### EXERCISE GOAL
Only the lines from the one containing "pub fn track_loading(&self)" through the one containing "impl Default for" should be printed, exactly as they appear below, with both ends included.
§
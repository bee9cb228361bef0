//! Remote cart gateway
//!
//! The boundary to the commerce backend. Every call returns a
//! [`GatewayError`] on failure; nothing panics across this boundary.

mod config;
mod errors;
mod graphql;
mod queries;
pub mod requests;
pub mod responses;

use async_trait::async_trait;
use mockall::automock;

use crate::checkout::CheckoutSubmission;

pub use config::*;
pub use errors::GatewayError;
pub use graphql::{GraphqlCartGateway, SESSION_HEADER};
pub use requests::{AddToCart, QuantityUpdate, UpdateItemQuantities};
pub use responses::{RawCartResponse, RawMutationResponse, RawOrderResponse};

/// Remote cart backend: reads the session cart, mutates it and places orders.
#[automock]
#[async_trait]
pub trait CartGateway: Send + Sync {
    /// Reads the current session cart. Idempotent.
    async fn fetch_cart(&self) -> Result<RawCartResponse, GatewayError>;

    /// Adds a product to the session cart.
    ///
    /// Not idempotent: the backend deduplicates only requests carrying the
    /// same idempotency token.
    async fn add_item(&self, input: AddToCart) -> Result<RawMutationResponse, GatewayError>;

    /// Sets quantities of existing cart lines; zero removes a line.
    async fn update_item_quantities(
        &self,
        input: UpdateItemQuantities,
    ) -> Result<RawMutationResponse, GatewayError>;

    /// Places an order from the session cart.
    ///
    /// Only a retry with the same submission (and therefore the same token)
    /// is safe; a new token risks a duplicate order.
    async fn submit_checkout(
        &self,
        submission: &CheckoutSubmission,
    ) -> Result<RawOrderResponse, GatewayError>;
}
§
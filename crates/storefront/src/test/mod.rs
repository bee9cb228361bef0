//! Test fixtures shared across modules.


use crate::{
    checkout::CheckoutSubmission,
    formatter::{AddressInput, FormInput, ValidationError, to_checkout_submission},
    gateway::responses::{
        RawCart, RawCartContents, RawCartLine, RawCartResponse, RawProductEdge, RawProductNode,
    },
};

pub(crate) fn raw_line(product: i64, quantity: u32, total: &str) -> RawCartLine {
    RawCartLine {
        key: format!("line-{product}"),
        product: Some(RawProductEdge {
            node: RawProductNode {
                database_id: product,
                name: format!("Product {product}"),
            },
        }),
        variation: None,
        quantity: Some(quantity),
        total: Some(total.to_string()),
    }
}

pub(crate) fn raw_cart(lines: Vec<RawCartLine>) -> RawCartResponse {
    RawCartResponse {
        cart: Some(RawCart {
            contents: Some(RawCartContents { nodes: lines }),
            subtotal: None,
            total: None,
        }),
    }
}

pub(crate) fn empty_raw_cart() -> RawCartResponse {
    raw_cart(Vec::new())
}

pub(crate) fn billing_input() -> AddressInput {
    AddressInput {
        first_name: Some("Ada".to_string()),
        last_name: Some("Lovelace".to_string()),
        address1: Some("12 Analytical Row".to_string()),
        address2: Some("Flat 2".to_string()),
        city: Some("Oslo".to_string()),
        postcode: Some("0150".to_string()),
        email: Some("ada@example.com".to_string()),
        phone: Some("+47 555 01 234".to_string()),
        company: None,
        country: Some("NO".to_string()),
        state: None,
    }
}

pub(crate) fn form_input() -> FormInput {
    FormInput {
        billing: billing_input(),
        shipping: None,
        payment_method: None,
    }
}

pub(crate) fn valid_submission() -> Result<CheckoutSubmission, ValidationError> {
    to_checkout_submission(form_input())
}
§
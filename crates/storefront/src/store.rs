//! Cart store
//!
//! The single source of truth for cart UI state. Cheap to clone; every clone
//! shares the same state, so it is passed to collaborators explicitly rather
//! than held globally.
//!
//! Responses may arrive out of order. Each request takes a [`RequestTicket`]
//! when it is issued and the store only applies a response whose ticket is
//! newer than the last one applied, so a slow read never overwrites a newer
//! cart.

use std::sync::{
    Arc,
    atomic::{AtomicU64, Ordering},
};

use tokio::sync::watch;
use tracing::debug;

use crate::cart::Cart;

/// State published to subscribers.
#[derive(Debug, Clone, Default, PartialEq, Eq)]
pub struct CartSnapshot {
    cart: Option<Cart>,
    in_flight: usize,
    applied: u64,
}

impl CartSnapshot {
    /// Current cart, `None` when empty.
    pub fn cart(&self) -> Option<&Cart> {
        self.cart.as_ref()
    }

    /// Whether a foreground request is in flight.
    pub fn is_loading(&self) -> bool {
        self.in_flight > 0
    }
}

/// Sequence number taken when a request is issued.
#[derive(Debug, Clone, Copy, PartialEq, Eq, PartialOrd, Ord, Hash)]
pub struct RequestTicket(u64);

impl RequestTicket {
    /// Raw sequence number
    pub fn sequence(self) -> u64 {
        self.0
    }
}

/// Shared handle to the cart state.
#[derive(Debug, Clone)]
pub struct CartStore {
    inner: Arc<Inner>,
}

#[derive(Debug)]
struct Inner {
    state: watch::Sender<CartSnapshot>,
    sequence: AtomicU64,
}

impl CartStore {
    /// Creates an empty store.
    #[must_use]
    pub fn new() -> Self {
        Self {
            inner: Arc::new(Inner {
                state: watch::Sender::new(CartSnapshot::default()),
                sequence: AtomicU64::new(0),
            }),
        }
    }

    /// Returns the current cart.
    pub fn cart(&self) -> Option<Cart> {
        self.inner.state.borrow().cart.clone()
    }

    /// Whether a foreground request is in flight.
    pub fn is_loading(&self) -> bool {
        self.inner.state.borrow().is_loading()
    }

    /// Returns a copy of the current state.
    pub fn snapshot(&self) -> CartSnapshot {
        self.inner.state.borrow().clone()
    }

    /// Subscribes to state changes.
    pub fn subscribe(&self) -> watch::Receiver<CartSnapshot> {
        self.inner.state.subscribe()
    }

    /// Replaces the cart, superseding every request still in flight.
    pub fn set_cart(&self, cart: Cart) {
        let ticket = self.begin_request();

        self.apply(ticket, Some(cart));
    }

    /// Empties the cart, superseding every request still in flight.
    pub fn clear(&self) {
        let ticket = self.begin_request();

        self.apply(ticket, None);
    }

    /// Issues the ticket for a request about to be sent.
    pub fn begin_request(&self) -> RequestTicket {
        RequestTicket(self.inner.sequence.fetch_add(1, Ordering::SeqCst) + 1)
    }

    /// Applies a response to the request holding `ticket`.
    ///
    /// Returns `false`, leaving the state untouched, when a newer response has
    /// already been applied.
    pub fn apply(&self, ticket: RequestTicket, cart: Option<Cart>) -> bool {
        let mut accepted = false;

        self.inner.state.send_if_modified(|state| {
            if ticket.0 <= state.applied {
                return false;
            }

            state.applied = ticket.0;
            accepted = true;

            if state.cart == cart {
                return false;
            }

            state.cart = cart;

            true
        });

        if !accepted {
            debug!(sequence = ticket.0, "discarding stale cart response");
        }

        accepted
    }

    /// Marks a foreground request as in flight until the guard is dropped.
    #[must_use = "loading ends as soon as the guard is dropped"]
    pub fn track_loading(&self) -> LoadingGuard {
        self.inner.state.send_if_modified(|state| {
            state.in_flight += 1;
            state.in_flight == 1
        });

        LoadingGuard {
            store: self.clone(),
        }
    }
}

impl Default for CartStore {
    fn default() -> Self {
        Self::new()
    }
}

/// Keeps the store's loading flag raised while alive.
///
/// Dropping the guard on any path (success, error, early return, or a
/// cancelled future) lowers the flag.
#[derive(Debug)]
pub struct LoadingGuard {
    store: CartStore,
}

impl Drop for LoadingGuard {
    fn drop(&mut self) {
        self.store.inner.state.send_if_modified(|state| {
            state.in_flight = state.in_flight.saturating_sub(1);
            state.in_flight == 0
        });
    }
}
§
### RESULT
    pub fn track_loading(&self) -> LoadingGuard {
        self.inner.state.send_if_modified(|state| {
            state.in_flight += 1;
            state.in_flight == 1
        });

        LoadingGuard {
            store: self.clone(),
        }
    }
}

impl Default for CartStore {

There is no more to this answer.